Veni, vidi, vici para Andrew Luck

Luck ayudó a teñir la victoria de blanco azulado y dejó el juego como la victoria más abultada en pretemporada para los Colts desde que dejaron en el camino a los Redskins por 35-0, cuando aun no estaban en Indianapolis y se les conocía como Baltimore Colts.

Veni, vidi, vici para Andrew Luck
Andrew Luck no se dibujó como un quarterback novato en ningún momento
Colts
38
3
Rams
Andrew Luck no se dibujó como un quarterback novato en ningún momento

INDIANAPOLIS - Llegar, ver y vencer. Así podríamos describir el primer juego de Andrew Luck con la zamarra de los Indianapolis Colts en el Lucas Oil Stadium ante los St Louis Rams en el día de ayer. Si bien se argumentará, con cierta razón, que no pasa por ser más que el primer juego de la pretemporada, las sensaciones ofrecidas por el egresado de Stanford no han podido ser mejores.

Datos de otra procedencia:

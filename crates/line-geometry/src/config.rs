//! Construction-time configuration for line devices

use crate::error::{LineError, Result};
use crate::vertex::Vertex;

/// Default vertex ceiling per upload. Keeps the largest storage binding
/// (the geometry stage's expanded buffer, 3 x 48 bytes per line vertex)
/// below wgpu's default 128 MiB limit.
pub const DEFAULT_MAX_VERTICES: usize = 1 << 19;

/// Default conversion from stored half width to model units on the CPU path.
pub const DEFAULT_WIDTH_SCALE: f32 = 0.01;

pub const DEFAULT_AA_RADIUS: [f32; 2] = [2.0, 2.0];

pub const DEFAULT_TEXELS_PER_ROW: u32 = 4096;

const MAX_VERTICES_ENV: &str = "GPU_LINES_MAX_VERTICES";
const AA_RADIUS_ENV: &str = "GPU_LINES_AA_RADIUS";

#[derive(Clone, Debug, PartialEq)]
pub struct LineConfig {
    /// Hard ceiling on line vertices per update. Buffers never grow past it.
    pub max_vertices: usize,
    /// Multiplier applied to each endpoint's half width by the CPU expander
    pub width_scale: f32,
    /// x: feather radius across the line, y: extension along it, in viewport units (two per pixel)
    pub aa_radius: [f32; 2],
    /// Row width of the texture-backed vertex store
    pub texels_per_row: u32,
}

impl Default for LineConfig {
    fn default() -> Self {
        Self {
            max_vertices: DEFAULT_MAX_VERTICES,
            width_scale: DEFAULT_WIDTH_SCALE,
            aa_radius: DEFAULT_AA_RADIUS,
            texels_per_row: DEFAULT_TEXELS_PER_ROW,
        }
    }
}

impl LineConfig {
    /// Default configuration with `GPU_LINES_MAX_VERTICES` and
    /// `GPU_LINES_AA_RADIUS` (`"x,y"`) applied when present and well formed.
    pub fn from_env() -> Self {
        Self::from_lookup(|key| std::env::var(key).ok())
    }

    fn from_lookup(lookup: impl Fn(&str) -> Option<String>) -> Self {
        let mut config = Self::default();

        if let Some(raw) = lookup(MAX_VERTICES_ENV) {
            match raw.trim().parse::<usize>() {
                Ok(value) => config.max_vertices = value,
                Err(_) => log::warn!("Ignoring {}={:?}: not an integer", MAX_VERTICES_ENV, raw),
            }
        }

        if let Some(raw) = lookup(AA_RADIUS_ENV) {
            match parse_pair(&raw) {
                Some(pair) => config.aa_radius = pair,
                None => log::warn!("Ignoring {}={:?}: expected \"x,y\"", AA_RADIUS_ENV, raw),
            }
        }

        config
    }

    /// `per_vertex` slots for every line vertex the config admits.
    pub fn scaled_capacity(&self, per_vertex: usize) -> Result<usize> {
        self.max_vertices.checked_mul(per_vertex).ok_or_else(|| {
            LineError::InvalidConfig(format!(
                "max_vertices {} x {per_vertex} overflows",
                self.max_vertices
            ))
        })
    }

    /// Number of expanded vertices the CPU arena must hold (6 per segment).
    pub fn quad_capacity(&self) -> Result<usize> {
        self.scaled_capacity(3)
    }

    /// Bytes for `per_vertex` records of `record_size` bytes per line vertex.
    pub fn buffer_size(&self, per_vertex: usize, record_size: usize) -> Result<u64> {
        let bytes = self.scaled_capacity(per_vertex)?.checked_mul(record_size).ok_or_else(|| {
            LineError::InvalidConfig(format!(
                "max_vertices {} needs more than {} bytes",
                self.max_vertices,
                usize::MAX
            ))
        })?;
        Ok(bytes as u64)
    }

    pub fn validate(&self) -> Result<()> {
        if self.max_vertices < 2 {
            return Err(LineError::InvalidConfig(format!(
                "max_vertices must hold at least one segment, got {}",
                self.max_vertices
            )));
        }
        if !(self.width_scale.is_finite() && self.width_scale > 0.0) {
            return Err(LineError::InvalidConfig(format!(
                "width_scale must be positive, got {}",
                self.width_scale
            )));
        }
        // Both radii feed smoothstep lower edges; zero would collapse the edge interval
        if !self.aa_radius.iter().all(|r| r.is_finite() && *r > 0.0) {
            return Err(LineError::InvalidConfig(format!(
                "aa_radius components must be positive, got {:?}",
                self.aa_radius
            )));
        }
        // The host quad arena is the largest allocation sized from max_vertices
        self.buffer_size(3, std::mem::size_of::<Vertex>())?;
        if self.texels_per_row == 0 {
            return Err(LineError::InvalidConfig(
                "texels_per_row must be non-zero".to_string(),
            ));
        }
        Ok(())
    }
}

fn parse_pair(raw: &str) -> Option<[f32; 2]> {
    let (x, y) = raw.split_once(',')?;
    Some([x.trim().parse().ok()?, y.trim().parse().ok()?])
}

#[cfg(test)]
mod tests {
    use super::*;

    #[test]
    fn test_default_is_valid() {
        assert!(LineConfig::default().validate().is_ok());
        assert_eq!(LineConfig::default().quad_capacity(), Ok(DEFAULT_MAX_VERTICES * 3));
        assert_eq!(
            LineConfig::default().buffer_size(1, std::mem::size_of::<Vertex>()),
            Ok(DEFAULT_MAX_VERTICES as u64 * 32)
        );
    }

    #[test]
    fn test_rejects_overflowing_capacity() {
        let config = LineConfig::from_lookup(|key| match key {
            MAX_VERTICES_ENV => Some(usize::MAX.to_string()),
            _ => None,
        });
        assert_eq!(config.max_vertices, usize::MAX);
        assert!(matches!(config.validate(), Err(LineError::InvalidConfig(_))));
        assert!(config.quad_capacity().is_err());
        assert!(config.buffer_size(1, 32).is_err());

        // Fits the quad count but not the byte size
        let config = LineConfig {
            max_vertices: usize::MAX / 3,
            ..Default::default()
        };
        assert!(config.quad_capacity().is_ok());
        assert!(config.validate().is_err());
    }

    #[test]
    fn test_rejects_zero_aa_radius() {
        let config = LineConfig {
            aa_radius: [0.0, 2.0],
            ..Default::default()
        };
        assert!(matches!(config.validate(), Err(LineError::InvalidConfig(_))));
    }

    #[test]
    fn test_rejects_tiny_capacity() {
        let config = LineConfig {
            max_vertices: 1,
            ..Default::default()
        };
        assert!(config.validate().is_err());
    }

    #[test]
    fn test_env_overrides() {
        let config = LineConfig::from_lookup(|key| match key {
            MAX_VERTICES_ENV => Some("1024".to_string()),
            AA_RADIUS_ENV => Some(" 1.5, 3 ".to_string()),
            _ => None,
        });
        assert_eq!(config.max_vertices, 1024);
        assert_eq!(config.aa_radius, [1.5, 3.0]);
    }

    #[test]
    fn test_malformed_env_is_ignored() {
        let config = LineConfig::from_lookup(|key| match key {
            MAX_VERTICES_ENV => Some("lots".to_string()),
            AA_RADIUS_ENV => Some("2".to_string()),
            _ => None,
        });
        assert_eq!(config, LineConfig::default());
    }
}
//! Corner tables that turn a vertex or instance index into a quad corner.
//!
//! The vertex-pulling shaders, the instancing template and the geometry
//! stage all select corners through these tables; the WGSL copies in
//! `aa_common.wgsl` must stay in the same order.

/// Expanded vertices emitted per segment (two triangles, no index buffer).
pub const VERTICES_PER_SEGMENT: u32 = 6;

/// One corner of a segment's quad.
#[derive(Clone, Copy, Debug, PartialEq)]
pub struct QuadCorner {
    /// 0 selects the first endpoint, 1 the second
    pub endpoint: u32,
    /// -1 or +1: which side of the centerline
    pub side: f32,
}

impl QuadCorner {
    pub const fn new(endpoint: u32, side: f32) -> Self {
        Self { endpoint, side }
    }
}

/// The four distinct corners, in winding order around the quad.
pub const QUAD_CORNERS: [QuadCorner; 4] = [
    QuadCorner::new(0, -1.0),
    QuadCorner::new(0, 1.0),
    QuadCorner::new(1, 1.0),
    QuadCorner::new(1, -1.0),
];

/// Indices into `QUAD_CORNERS` forming two triangles.
pub const QUAD_TRIANGLES: [usize; 6] = [0, 1, 2, 0, 2, 3];

/// Lookup table used by the vertex-pulling shaders: `vertex_index % 6` selects an entry.
pub const PULL_CORNERS: [QuadCorner; 6] = [
    QUAD_CORNERS[QUAD_TRIANGLES[0]],
    QUAD_CORNERS[QUAD_TRIANGLES[1]],
    QUAD_CORNERS[QUAD_TRIANGLES[2]],
    QUAD_CORNERS[QUAD_TRIANGLES[3]],
    QUAD_CORNERS[QUAD_TRIANGLES[4]],
    QUAD_CORNERS[QUAD_TRIANGLES[5]],
];

/// Template quad for the instancing strategy, `(x, y) ∈ {0,1}×{-1,1}`.
pub const TEMPLATE_QUAD: [[f32; 2]; 4] = [[0.0, -1.0], [0.0, 1.0], [1.0, 1.0], [1.0, -1.0]];

pub const TEMPLATE_INDICES: [u16; 6] = [0, 1, 2, 0, 2, 3];

/// Resolve a non-indexed draw's vertex index into `(segment, corner)`.
pub fn pull_corner(vertex_index: u32) -> (u32, QuadCorner) {
    let segment = vertex_index / VERTICES_PER_SEGMENT;
    let corner = PULL_CORNERS[(vertex_index % VERTICES_PER_SEGMENT) as usize];
    (segment, corner)
}

/// Resolve a template-quad position into a corner, as the instancing shader does.
pub fn template_corner(quad_pos: [f32; 2]) -> QuadCorner {
    QuadCorner::new(quad_pos[0] as u32, quad_pos[1])
}
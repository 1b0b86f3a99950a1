//! # Line Geometry
//!
//! Host-side model for wide, antialiased line segments: the vertex record
//! every strategy consumes, the per-draw frame uniforms, the CPU quad
//! expander, and the screen-space AA quad routine the GPU shaders mirror.

pub mod aa_quad;
pub mod config;
pub mod corners;
pub mod cpu_expand;
pub mod error;
pub mod frame;
pub mod vertex;

pub use aa_quad::*;
pub use config::*;
pub use corners::*;
pub use cpu_expand::*;
pub use error::*;
pub use frame::*;
pub use vertex::*;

El 12 de los Colts lanzó para 10 completos con 16 intentonas y avanzando más de 188 yardas aéreas, más las nueve por tierra en un acarreo. Su rating como pasador fue de 142.6. Tres de sus incompletos, llegaron a buen puerto siendo tomados por los receptores, que no pudieron sostener el balón y terminó besando el emparrillado; dos no fueron bien dirigidos y acabaron en tierra de nadie. Solamente uno rozó la intercepción, fue un envío profundo hacia T.Y Hilton, que rozó las manos carneras.
 
Luck ayudó a teñir la victoria de blanco azulado y dejó el juego como la victoria más abultada en pretemporada para los Colts desde que dejaron en el camino a los Redskins por 35-0, cuando aun no estaban en Indianapolis y se les conocía como Baltimore Colts. 
 
La primera jugada no pasó por ser un screen que parecía quitarle el mérito a un Luck que dio un pase de apenas cuatro yardas hacia Don Brown, que avanzó 63 para finalizar en anotación. La pasividad de St Louis en dicha jugada, fue comentada ampliamente por varios medios y analistas. Brown corrió en solitario sin oposición hacia la zona roja para dejar a los Colts arriba en los cartones.
 
El segundo periodo inició con una serie ofensiva de siete jugadas para avanzar 53 yardas y dar pase de 23 hacia Austin Collie, que puso distancia de por medio ante Rams de dos anotaciones, sin opción alguna.
 
Recordando, en su primer pase enviado en pretemporada para Peyton Manning en 1998, logró conectar un pase de ruta de poco más de ocho yardas hacia Marvin Harrison, con escapada de 48 para lograr anotación.
 
Volvió la ilusión a Indianapolis, pero una ilusión que debe reunir ciertas reservas. No deja de ser una primera toma de contacto, ante rivales que por supuesto, están en medio de probaturas y experimentos. Pese a ello, Luck devolvió una razón en la que creer tras la salida de Manning, y es contrapunto de lo que se está viviendo, por ejemplo, en Cleveland con los Browns y el debut de Brandon Weeden.
 
Cabe señalar el juego realizado por Mr Irrelevant, el mariscal egresado de Northern Illinois, Chandler Harnish. El jugador se fue con tres completos en sus tres intentos para 52 yardas y un pase de anotación hacia Jeremy Ross.
 
Por los Rams, Sam Bradford se vio relativamente cómodo tras perderde prácticamente toda la temporada pasada por una lesión. No estuvo demasiado tiempo sobre el campo.
 
Completó siete pases de sus nueve intentos para avanazar 57 yardas en dos series ofensivas. Pese a ello, St Louis no logró más puntos que el gol de campo de Greg Zuerlein de 37 yardas. Mucho camino por andar en unos Rams que deben acostumbrarse al sistema de Jeff Fisher y sobre todo, encontrar apoyos para un Sam Bradford que no puede tomar toda la responsabilidad ofensiva en una franquicia que cuenta con uno de los mejores corredores de la liga, como es Steven Jackson
 
De la misma forma que en Indianapolis, St Louis tiene de qué preocuparse, pero lo visto ayer, deja un punto atado, como es el quarterback. Bradford se vio relativamente  bien con su brazo y sonriente en la banca, quizás o no, pueda ser su año. Lo que está claro, es que debe dar el paso adelante que se espera que de, junto a quien debería ser una de sus mejores armas: Jackson.
 
Es pretemporada, pero la ilusión no conoce de fases.